Kinetics of Secondary Reactions Affecting the Organosolv Lignin Structure

Many valorization approaches for lignin rely on its organic solvent (organosolv) extraction. However, the severity of the extraction conditions required to obtain high lignin extraction generally results in low‐quality lignin for downstream processing. To better understand the secondary reaction pathways and kinetics related to molecular alterations that result from organosolv extraction under extreme conditions, extractions were conducted at temperatures of 150, 180, and 210 °C. Lignin was collected at residence times between 0.25 and 18 h and analyzed by NMR techniques to quantify the concentrations of key chemical moieties that appear or disappear upon reactions of lignin molecules during and after their fractionation from biomass.
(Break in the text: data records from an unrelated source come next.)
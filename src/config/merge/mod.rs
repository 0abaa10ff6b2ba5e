//! Config composition: default layer and source ordering.

pub mod merge_policy;
pub mod service;
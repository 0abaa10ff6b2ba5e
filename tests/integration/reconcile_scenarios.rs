use super::support::toolbar_snapshot;
use async_trait::async_trait;
use bookmark_sorter::error::StoreError;
use bookmark_sorter::service::{SortOptions, SortService};
use bookmark_sorter::store::{
    BookmarkStore, CreateDetails, Destination, MemoryBookmarkStore, StoreOperation, StoredNode,
};
use bookmark_sorter::tree::BookmarkNode;
use std::sync::Arc;

/// Rejects moves of one identity, delegates everything else.
struct FailingStore {
    inner: MemoryBookmarkStore,
    reject_move_of: String,
}

#[async_trait]
impl BookmarkStore for FailingStore {
    async fn get_tree(&self) -> Result<BookmarkNode, StoreError> {
        self.inner.get_tree().await
    }

    async fn get(&self, id: &str) -> Result<Option<StoredNode>, StoreError> {
        self.inner.get(id).await
    }

    async fn move_node(
        &self,
        id: &str,
        destination: Destination,
    ) -> Result<StoredNode, StoreError> {
        if id == self.reject_move_of {
            return Err(StoreError::InvalidOperation(format!("{} is locked", id)));
        }
        self.inner.move_node(id, destination).await
    }

    async fn create(&self, details: CreateDetails) -> Result<StoredNode, StoreError> {
        self.inner.create(details).await
    }
}

fn titles(node: &BookmarkNode) -> Vec<&str> {
    node.children().iter().map(|c| c.title.as_str()).collect()
}

#[tokio::test]
async fn sorting_into_empty_store_creates_everything() {
    let store = Arc::new(MemoryBookmarkStore::new());
    let service = SortService::new(store.clone(), SortOptions::default());

    let report = service
        .apply_sorted_order(&toolbar_snapshot(), "title")
        .await
        .unwrap();
    assert!(report.reconcile.is_complete());
    assert_eq!(report.reconcile.summary.created, 4);
    assert_eq!(report.reconcile.summary.moved, 0);
    assert!(report.warnings.is_empty());

    let creates: Vec<(String, usize, String)> = store
        .operations()
        .into_iter()
        .filter_map(|op| match op {
            StoreOperation::Create {
                parent_id,
                index,
                title,
                ..
            } => Some((parent_id, index, title)),
            StoreOperation::Move { .. } => None,
        })
        .collect();
    let top: Vec<&(String, usize, String)> = creates.iter().filter(|c| c.0 == "0").collect();
    assert_eq!(top.len(), 2);
    assert_eq!((top[0].1, top[0].2.as_str()), (0, "Bookmarks bar"));
    assert_eq!((top[1].1, top[1].2.as_str()), (1, "Other"));
    let inner: Vec<&str> = creates
        .iter()
        .filter(|c| c.0 != "0")
        .map(|c| c.2.as_str())
        .collect();
    assert_eq!(inner, vec!["Alpha", "Zed"]);

    let tree = store.get_tree().await.unwrap();
    assert_eq!(titles(&tree), vec!["Bookmarks bar", "Other"]);
    assert_eq!(titles(&tree.children()[0]), vec!["Alpha", "Zed"]);
    assert_eq!(tree.node_count(), 5);
}

#[tokio::test]
async fn sorting_existing_store_only_moves() {
    let store = Arc::new(MemoryBookmarkStore::from_snapshot(&toolbar_snapshot()).unwrap());
    let service = SortService::new(store.clone(), SortOptions::default());

    let report = service.sort_store("dateAdded").await.unwrap();
    assert!(report.reconcile.is_complete());
    assert_eq!(report.reconcile.summary.moved, 4);
    assert_eq!(report.reconcile.summary.created, 0);
    assert!(store
        .operations()
        .iter()
        .all(|op| matches!(op, StoreOperation::Move { .. })));

    let tree = store.get_tree().await.unwrap();
    assert_eq!(tree.node_count(), 5);
    assert_eq!(titles(&tree), vec!["Bookmarks bar", "Other"]);
    assert_eq!(titles(&tree.children()[0]), vec!["Zed", "Alpha"]);
}

#[tokio::test]
async fn sorting_twice_is_stable() {
    let store = Arc::new(MemoryBookmarkStore::from_snapshot(&toolbar_snapshot()).unwrap());
    let service = SortService::new(store.clone(), SortOptions::default());

    service.sort_store("titleOrder").await.unwrap();
    let first = store.get_tree().await.unwrap();
    service.sort_store("titleOrder").await.unwrap();
    let second = store.get_tree().await.unwrap();
    assert_eq!(first, second);
    assert_eq!(titles(&second.children()[0]), vec!["Zed", "Alpha"]);
}

#[tokio::test]
async fn rejected_folder_move_does_not_block_siblings() {
    let store = Arc::new(FailingStore {
        inner: MemoryBookmarkStore::from_snapshot(&toolbar_snapshot()).unwrap(),
        reject_move_of: "1".to_string(),
    });
    let service = SortService::new(store.clone(), SortOptions::default());

    let report = service
        .apply_sorted_order(&toolbar_snapshot(), "title")
        .await
        .unwrap();
    assert!(!report.reconcile.is_complete());
    assert_eq!(report.reconcile.summary.failed, 1);
    assert_eq!(report.reconcile.summary.moved, 3);
    let failures = report.reconcile.failures();
    assert_eq!(failures.len(), 1);
    assert_eq!(failures[0].id, "1");

    let tree = store.get_tree().await.unwrap();
    assert_eq!(titles(&tree.children()[0]), vec!["Alpha", "Zed"]);
}

#[tokio::test]
async fn import_adds_missing_nodes_without_duplicates() {
    let store = Arc::new(MemoryBookmarkStore::from_snapshot(&toolbar_snapshot()).unwrap());
    let service = SortService::new(store.clone(), SortOptions::default());

    let mut extended = toolbar_snapshot();
    if let bookmark_sorter::tree::NodeKind::Folder { children } = &mut extended.kind {
        children.push(BookmarkNode::bookmark("9", "Docs", "https://docs.example"));
    }
    extended.link_children();

    let report = service.import_snapshot(&extended).await.unwrap();
    assert!(report.is_complete());
    assert_eq!(report.summary.created, 1);
    assert_eq!(report.summary.moved, 4);

    let tree = store.get_tree().await.unwrap();
    assert_eq!(tree.node_count(), 6);
    assert_eq!(titles(&tree), vec!["Bookmarks bar", "Other", "Docs"]);
}
//! Tree flattening: nested snapshot to pre-order flat records.

use crate::tree::node::{BookmarkNode, NodeKind};
use crate::types::{NodeId, Timestamp};
use serde::Serialize;

/// One snapshot node with its nesting replaced by identities.
#[derive(Debug, Clone, PartialEq, Serialize)]
pub struct FlatRecord {
    pub id: NodeId,
    pub title: String,
    pub url: Option<String>,
    pub parent_id: Option<NodeId>,
    pub index: Option<usize>,
    pub date_added: Option<Timestamp>,
    /// Child identities in original order; `Some` for folders only.
    pub children: Option<Vec<NodeId>>,
}

impl FlatRecord {
    pub fn is_folder(&self) -> bool {
        self.url.is_none()
    }
}

/// Flatten `root` into pre-order records, `root` first.
pub fn flatten(root: &BookmarkNode) -> Vec<FlatRecord> {
    let mut records = Vec::with_capacity(root.node_count());
    push_subtree(root, &mut records);
    records
}

fn push_subtree(node: &BookmarkNode, records: &mut Vec<FlatRecord>) {
    let (url, children) = match &node.kind {
        NodeKind::Bookmark { url } => (Some(url.clone()), None),
        NodeKind::Folder { children } => (
            None,
            Some(children.iter().map(|child| child.id.clone()).collect()),
        ),
    };

    records.push(FlatRecord {
        id: node.id.clone(),
        title: node.title.clone(),
        url,
        parent_id: node.parent_id.clone(),
        index: node.index,
        date_added: node.date_added,
        children,
    });

    for child in node.children() {
        push_subtree(child, records);
    }
}
//! ConfigLoader facade delegating to merge service.

use super::merge::service::MergeService;
use super::SorterConfig;
use crate::error::ApiError;
use std::path::Path;

/// Configuration loader facade.
pub struct ConfigLoader;

impl ConfigLoader {
    /// Load configuration from the standard sources, plus `explicit` when given.
    pub fn load(explicit: Option<&Path>) -> Result<SorterConfig, ApiError> {
        let config = MergeService::load(explicit)?;
        config.validate()?;
        Ok(config)
    }
}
The kinetics of chemical moiety evolution was modeled as processes in‐series. In these models, pseudo first‐order kinetics were used to describe the change in concentration of chemical moieties on extracted lignin as a function of residence time. A second(ary) look: The secondary reaction pathways and kinetics related to molecular alterations that result from organosolv extraction of lignin under extreme conditions are investigated. The products are analyzed by NMR techniques to quantify the concentrations of key chemical moieties that appear or disappear upon reactions of lignin molecules during and after their fractionation from biomass.